[RECORDS PROVIDED Boundary: Start]

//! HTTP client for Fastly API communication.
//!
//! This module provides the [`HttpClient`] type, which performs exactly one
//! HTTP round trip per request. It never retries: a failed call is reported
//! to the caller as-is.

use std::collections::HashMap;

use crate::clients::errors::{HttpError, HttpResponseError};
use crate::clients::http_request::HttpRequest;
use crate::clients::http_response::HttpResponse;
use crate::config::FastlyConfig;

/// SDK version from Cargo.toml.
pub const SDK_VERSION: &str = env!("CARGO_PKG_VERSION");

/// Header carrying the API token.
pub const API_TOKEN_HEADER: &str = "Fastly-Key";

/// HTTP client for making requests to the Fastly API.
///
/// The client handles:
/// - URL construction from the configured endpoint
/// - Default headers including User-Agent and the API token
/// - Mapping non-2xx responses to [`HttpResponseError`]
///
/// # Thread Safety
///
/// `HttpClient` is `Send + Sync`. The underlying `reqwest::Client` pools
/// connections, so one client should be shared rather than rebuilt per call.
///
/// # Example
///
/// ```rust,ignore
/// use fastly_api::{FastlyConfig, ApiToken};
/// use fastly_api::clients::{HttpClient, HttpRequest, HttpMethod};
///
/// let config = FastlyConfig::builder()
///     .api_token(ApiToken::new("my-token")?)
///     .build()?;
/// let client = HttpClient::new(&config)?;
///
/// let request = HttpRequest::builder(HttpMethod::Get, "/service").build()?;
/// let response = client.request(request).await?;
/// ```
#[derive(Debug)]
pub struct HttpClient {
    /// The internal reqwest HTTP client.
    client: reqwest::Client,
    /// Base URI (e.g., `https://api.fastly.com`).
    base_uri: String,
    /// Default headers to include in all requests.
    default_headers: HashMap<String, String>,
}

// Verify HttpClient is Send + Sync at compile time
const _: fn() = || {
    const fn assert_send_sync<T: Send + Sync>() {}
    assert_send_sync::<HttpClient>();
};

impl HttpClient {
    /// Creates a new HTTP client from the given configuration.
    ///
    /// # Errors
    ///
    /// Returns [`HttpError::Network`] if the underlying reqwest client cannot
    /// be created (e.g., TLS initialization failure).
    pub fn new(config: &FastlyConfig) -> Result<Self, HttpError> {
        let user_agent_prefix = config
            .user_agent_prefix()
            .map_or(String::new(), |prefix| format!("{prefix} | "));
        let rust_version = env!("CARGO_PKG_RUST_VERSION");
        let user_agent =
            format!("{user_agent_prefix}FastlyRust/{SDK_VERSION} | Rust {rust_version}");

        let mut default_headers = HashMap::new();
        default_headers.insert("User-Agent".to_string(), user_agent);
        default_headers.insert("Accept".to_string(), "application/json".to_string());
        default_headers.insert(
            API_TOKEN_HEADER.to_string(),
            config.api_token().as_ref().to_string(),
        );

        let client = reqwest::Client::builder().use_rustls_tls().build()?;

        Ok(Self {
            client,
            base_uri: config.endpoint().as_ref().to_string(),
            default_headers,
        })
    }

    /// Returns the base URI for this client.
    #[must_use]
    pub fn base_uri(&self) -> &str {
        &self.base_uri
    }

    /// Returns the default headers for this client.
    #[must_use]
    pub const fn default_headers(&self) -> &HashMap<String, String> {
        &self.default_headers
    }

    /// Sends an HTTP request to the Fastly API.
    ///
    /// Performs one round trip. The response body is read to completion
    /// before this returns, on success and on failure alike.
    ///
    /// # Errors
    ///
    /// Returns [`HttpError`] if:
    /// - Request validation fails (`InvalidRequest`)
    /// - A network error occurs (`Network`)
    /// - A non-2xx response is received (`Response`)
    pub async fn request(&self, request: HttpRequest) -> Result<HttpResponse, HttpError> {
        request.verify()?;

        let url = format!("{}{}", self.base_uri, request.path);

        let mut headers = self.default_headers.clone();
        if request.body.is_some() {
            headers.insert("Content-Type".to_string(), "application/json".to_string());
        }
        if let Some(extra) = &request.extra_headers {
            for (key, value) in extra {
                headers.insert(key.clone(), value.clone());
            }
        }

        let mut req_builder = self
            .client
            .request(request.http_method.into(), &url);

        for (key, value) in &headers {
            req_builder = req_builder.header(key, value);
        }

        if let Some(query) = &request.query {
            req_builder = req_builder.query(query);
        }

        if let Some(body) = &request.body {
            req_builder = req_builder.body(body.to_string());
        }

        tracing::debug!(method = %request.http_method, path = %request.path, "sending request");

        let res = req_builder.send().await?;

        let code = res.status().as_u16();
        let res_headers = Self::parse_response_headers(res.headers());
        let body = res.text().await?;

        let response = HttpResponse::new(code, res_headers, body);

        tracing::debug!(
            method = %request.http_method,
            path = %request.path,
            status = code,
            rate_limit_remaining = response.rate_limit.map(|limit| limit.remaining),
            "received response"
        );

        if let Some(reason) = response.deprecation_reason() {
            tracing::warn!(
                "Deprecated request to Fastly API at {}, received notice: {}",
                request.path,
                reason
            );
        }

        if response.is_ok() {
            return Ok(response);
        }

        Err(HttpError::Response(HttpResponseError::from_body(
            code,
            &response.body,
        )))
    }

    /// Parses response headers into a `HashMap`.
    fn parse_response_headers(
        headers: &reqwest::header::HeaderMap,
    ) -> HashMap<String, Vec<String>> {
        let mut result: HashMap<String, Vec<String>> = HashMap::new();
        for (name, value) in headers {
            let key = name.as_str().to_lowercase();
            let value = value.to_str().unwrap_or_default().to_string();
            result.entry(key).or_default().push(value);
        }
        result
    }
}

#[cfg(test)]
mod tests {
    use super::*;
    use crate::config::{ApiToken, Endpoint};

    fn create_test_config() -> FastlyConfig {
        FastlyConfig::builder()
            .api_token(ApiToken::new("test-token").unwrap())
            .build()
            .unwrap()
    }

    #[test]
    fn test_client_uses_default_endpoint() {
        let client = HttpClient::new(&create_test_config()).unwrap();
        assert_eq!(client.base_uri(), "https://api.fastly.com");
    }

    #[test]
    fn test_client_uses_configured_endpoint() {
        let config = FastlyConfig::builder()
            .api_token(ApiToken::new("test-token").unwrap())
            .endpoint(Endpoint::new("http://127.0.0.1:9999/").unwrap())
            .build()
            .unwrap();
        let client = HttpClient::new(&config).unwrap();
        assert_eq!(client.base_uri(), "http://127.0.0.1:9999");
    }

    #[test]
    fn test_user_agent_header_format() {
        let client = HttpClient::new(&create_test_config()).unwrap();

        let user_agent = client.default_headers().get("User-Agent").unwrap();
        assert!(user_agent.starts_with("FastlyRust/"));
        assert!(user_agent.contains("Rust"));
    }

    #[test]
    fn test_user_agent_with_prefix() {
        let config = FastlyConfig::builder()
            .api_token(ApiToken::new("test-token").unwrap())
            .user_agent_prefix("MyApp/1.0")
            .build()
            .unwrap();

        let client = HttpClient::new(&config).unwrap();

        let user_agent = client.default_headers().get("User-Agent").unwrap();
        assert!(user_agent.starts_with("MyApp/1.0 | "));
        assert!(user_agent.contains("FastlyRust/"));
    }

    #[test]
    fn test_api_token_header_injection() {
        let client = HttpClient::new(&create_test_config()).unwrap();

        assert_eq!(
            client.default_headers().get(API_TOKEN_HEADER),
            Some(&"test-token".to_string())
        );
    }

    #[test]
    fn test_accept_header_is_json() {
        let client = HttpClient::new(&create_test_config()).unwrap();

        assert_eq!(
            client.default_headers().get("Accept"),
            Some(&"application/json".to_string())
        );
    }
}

[RECORDS PROVIDED Boundary: End]
[RECORDS PROVIDED Boundary: Start]

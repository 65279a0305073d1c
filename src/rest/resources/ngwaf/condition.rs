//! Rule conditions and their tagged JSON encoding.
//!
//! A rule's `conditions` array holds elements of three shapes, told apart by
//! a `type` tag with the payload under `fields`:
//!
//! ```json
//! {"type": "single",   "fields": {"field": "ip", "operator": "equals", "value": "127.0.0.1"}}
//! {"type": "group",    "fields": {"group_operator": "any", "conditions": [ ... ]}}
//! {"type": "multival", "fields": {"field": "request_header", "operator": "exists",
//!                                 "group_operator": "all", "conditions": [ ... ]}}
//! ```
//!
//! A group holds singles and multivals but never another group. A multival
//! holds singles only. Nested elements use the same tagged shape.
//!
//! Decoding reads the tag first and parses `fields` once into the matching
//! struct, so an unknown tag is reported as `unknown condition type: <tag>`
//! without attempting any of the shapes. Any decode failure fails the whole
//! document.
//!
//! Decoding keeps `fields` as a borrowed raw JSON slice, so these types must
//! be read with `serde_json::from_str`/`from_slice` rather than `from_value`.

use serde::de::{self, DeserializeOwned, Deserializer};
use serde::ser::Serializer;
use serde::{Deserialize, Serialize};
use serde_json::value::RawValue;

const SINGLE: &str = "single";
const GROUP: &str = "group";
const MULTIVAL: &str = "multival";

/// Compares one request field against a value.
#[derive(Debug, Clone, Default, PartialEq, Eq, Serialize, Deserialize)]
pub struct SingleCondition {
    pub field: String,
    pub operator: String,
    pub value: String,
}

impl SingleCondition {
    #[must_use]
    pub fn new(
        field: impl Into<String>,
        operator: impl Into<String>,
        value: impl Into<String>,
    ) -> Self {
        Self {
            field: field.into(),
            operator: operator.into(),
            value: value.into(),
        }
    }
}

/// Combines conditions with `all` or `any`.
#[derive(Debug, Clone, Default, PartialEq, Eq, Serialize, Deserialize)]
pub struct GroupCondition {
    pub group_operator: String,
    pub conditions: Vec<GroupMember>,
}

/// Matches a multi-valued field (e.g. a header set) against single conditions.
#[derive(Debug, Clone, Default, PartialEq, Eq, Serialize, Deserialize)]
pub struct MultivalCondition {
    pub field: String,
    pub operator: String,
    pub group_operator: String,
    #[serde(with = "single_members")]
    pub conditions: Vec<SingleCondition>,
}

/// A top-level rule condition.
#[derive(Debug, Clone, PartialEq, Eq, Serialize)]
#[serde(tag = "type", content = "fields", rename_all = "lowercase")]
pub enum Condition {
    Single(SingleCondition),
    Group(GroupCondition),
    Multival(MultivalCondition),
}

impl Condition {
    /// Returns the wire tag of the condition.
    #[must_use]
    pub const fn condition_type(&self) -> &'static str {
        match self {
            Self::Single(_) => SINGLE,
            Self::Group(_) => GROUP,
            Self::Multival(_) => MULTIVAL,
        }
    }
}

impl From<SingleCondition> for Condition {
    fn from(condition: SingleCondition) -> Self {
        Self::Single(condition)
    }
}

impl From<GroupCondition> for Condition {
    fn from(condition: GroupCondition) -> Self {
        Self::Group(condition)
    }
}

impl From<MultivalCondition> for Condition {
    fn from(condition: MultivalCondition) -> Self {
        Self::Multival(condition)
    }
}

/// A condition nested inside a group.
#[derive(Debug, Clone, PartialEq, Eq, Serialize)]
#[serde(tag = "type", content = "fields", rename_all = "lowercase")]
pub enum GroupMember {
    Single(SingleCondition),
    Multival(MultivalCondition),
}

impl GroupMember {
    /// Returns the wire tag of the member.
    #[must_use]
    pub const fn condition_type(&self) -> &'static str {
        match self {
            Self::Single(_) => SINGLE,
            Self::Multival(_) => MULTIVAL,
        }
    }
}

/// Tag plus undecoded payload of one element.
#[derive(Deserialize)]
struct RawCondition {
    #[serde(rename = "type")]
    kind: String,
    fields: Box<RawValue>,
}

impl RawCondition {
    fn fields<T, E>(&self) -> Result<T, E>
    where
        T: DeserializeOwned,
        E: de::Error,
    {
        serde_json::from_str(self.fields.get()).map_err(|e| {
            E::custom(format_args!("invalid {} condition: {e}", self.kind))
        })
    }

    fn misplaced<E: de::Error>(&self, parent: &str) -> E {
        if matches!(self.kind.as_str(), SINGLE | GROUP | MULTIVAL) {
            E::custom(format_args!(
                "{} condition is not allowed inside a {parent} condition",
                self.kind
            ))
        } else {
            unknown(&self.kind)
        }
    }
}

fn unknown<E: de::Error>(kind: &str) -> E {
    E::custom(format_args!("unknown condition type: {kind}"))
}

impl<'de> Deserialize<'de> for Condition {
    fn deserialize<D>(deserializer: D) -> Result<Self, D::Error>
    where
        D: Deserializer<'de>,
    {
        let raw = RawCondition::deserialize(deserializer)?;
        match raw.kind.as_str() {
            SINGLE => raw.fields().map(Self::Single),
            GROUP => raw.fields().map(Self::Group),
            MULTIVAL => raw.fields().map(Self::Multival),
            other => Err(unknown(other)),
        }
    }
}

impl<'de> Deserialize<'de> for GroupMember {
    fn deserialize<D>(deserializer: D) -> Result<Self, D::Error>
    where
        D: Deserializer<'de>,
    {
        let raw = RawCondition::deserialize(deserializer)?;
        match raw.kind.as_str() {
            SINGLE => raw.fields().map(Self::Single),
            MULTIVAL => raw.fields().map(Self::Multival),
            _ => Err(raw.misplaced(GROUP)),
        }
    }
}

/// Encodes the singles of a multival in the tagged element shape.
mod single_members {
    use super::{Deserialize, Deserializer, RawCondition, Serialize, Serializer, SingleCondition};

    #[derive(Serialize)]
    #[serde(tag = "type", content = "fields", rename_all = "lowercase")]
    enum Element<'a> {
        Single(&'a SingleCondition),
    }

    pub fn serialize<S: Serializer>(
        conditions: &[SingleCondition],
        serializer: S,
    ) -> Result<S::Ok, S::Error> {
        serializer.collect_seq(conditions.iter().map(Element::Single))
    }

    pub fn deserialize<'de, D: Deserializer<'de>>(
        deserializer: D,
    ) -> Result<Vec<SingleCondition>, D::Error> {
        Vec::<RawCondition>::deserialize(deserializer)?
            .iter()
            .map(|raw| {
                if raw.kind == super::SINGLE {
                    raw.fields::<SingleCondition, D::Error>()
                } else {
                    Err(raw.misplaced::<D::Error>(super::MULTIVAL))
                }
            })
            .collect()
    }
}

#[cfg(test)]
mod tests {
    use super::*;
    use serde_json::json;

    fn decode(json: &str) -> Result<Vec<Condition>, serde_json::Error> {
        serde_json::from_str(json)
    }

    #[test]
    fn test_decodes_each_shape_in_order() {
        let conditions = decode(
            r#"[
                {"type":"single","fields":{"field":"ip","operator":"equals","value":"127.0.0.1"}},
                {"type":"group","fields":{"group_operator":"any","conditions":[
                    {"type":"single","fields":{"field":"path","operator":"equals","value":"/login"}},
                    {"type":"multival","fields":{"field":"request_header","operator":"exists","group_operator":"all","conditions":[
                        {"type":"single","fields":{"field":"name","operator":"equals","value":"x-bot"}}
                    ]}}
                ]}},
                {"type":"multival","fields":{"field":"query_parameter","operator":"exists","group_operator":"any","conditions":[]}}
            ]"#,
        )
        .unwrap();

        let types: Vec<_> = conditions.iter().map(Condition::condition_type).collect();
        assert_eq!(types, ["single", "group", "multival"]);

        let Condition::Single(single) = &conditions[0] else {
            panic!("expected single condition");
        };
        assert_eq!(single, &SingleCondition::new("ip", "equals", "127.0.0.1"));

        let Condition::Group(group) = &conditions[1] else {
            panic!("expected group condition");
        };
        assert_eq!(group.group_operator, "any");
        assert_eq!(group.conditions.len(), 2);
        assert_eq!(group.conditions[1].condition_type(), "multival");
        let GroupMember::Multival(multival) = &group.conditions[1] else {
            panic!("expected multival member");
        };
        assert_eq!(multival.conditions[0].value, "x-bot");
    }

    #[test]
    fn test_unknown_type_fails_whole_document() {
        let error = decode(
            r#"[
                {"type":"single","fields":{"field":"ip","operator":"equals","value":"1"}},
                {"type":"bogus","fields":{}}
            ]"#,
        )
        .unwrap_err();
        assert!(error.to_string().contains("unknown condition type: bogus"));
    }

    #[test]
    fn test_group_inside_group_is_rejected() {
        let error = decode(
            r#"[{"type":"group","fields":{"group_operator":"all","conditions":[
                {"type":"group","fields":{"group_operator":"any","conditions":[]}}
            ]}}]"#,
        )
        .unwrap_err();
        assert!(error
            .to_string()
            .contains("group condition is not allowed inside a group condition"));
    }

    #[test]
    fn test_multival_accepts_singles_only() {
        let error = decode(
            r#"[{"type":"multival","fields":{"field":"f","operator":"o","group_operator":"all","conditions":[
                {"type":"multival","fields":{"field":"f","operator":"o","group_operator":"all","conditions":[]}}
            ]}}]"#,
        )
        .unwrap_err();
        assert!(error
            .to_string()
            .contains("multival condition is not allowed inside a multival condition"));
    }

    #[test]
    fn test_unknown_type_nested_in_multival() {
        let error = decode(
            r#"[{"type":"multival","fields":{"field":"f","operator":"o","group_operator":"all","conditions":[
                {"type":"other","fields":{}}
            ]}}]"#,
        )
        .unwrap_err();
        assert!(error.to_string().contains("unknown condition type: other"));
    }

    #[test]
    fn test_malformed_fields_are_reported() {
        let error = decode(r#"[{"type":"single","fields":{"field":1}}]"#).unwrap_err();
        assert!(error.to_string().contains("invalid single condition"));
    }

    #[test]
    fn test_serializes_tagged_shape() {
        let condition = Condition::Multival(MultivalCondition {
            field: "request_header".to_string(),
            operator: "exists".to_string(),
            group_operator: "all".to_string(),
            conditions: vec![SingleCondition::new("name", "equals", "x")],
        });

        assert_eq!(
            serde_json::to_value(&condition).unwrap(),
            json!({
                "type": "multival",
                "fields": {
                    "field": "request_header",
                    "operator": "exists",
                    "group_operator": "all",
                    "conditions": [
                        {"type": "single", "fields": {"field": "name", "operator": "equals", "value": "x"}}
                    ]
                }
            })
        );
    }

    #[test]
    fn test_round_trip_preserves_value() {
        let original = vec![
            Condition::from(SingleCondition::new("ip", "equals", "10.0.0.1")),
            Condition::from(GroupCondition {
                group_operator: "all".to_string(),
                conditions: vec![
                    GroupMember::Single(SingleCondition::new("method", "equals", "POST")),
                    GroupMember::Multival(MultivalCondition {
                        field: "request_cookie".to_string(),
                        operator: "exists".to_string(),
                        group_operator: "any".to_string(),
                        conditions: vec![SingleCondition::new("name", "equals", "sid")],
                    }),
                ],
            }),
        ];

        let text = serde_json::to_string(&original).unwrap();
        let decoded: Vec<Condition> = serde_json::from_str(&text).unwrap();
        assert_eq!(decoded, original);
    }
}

[RECORDS PROVIDED Boundary: End]
[RECORDS PROVIDED Boundary: Start]

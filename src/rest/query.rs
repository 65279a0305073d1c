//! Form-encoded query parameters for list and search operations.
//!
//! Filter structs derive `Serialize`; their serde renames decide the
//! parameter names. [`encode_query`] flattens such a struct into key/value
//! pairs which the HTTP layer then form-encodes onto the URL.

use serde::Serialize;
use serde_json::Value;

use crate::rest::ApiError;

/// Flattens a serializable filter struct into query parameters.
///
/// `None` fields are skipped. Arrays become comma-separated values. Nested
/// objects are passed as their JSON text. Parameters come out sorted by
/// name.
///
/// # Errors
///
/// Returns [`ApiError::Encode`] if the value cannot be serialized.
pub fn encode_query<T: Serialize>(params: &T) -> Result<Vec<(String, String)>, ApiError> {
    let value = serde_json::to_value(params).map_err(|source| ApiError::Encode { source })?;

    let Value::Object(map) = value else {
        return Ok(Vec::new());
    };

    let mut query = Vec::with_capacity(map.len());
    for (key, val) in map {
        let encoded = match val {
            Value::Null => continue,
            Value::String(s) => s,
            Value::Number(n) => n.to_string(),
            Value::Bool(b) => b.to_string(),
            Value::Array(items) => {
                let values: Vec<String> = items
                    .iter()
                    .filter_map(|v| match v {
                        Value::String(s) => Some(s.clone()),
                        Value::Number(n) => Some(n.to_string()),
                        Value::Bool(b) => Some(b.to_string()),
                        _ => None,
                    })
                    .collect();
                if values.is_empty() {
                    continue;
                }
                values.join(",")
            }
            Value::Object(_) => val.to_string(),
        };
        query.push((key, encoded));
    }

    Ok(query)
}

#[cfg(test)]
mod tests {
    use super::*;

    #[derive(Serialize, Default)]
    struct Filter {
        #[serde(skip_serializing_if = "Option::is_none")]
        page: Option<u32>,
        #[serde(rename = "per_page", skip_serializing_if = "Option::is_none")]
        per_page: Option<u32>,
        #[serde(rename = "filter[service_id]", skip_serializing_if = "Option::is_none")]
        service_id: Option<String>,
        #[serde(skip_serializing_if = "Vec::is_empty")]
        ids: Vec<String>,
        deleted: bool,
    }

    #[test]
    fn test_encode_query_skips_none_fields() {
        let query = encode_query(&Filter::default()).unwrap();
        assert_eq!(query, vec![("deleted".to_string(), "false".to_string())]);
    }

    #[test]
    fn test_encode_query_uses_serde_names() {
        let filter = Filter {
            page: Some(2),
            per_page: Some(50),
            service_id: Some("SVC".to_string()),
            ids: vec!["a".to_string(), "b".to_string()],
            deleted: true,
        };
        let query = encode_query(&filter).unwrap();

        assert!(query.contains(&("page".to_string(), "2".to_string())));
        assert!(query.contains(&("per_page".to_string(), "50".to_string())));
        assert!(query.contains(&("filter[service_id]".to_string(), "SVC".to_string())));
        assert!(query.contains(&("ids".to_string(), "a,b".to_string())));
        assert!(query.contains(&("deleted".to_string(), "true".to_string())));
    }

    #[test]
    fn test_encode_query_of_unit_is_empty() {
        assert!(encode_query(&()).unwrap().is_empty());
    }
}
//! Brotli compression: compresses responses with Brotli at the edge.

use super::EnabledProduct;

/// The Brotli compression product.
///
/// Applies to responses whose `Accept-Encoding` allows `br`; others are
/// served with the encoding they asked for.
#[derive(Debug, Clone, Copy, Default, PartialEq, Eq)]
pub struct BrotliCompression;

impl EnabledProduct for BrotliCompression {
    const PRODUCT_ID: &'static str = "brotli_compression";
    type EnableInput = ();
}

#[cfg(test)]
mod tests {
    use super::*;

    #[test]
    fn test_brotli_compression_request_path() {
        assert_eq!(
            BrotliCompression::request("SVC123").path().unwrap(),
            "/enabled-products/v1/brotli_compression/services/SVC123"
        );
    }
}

[RECORDS PROVIDED Boundary: End]

YOUR ASSIGNMENT |
The required output is the stretch of entries above from the line containing "Fastly API communication." through the line containing "the API token.", reproduced exactly.

EXPECTED ANSWER |
//! HTTP client for Fastly API communication.
//!
//! This module provides the [`HttpClient`] type, which performs exactly one
//! HTTP round trip per request. It never retries: a failed call is reported
//! to the caller as-is.

use std::collections::HashMap;

use crate::clients::errors::{HttpError, HttpResponseError};
use crate::clients::http_request::HttpRequest;
use crate::clients::http_response::HttpResponse;
use crate::config::FastlyConfig;

/// SDK version from Cargo.toml.
pub const SDK_VERSION: &str = env!("CARGO_PKG_VERSION");

/// Header carrying the API token.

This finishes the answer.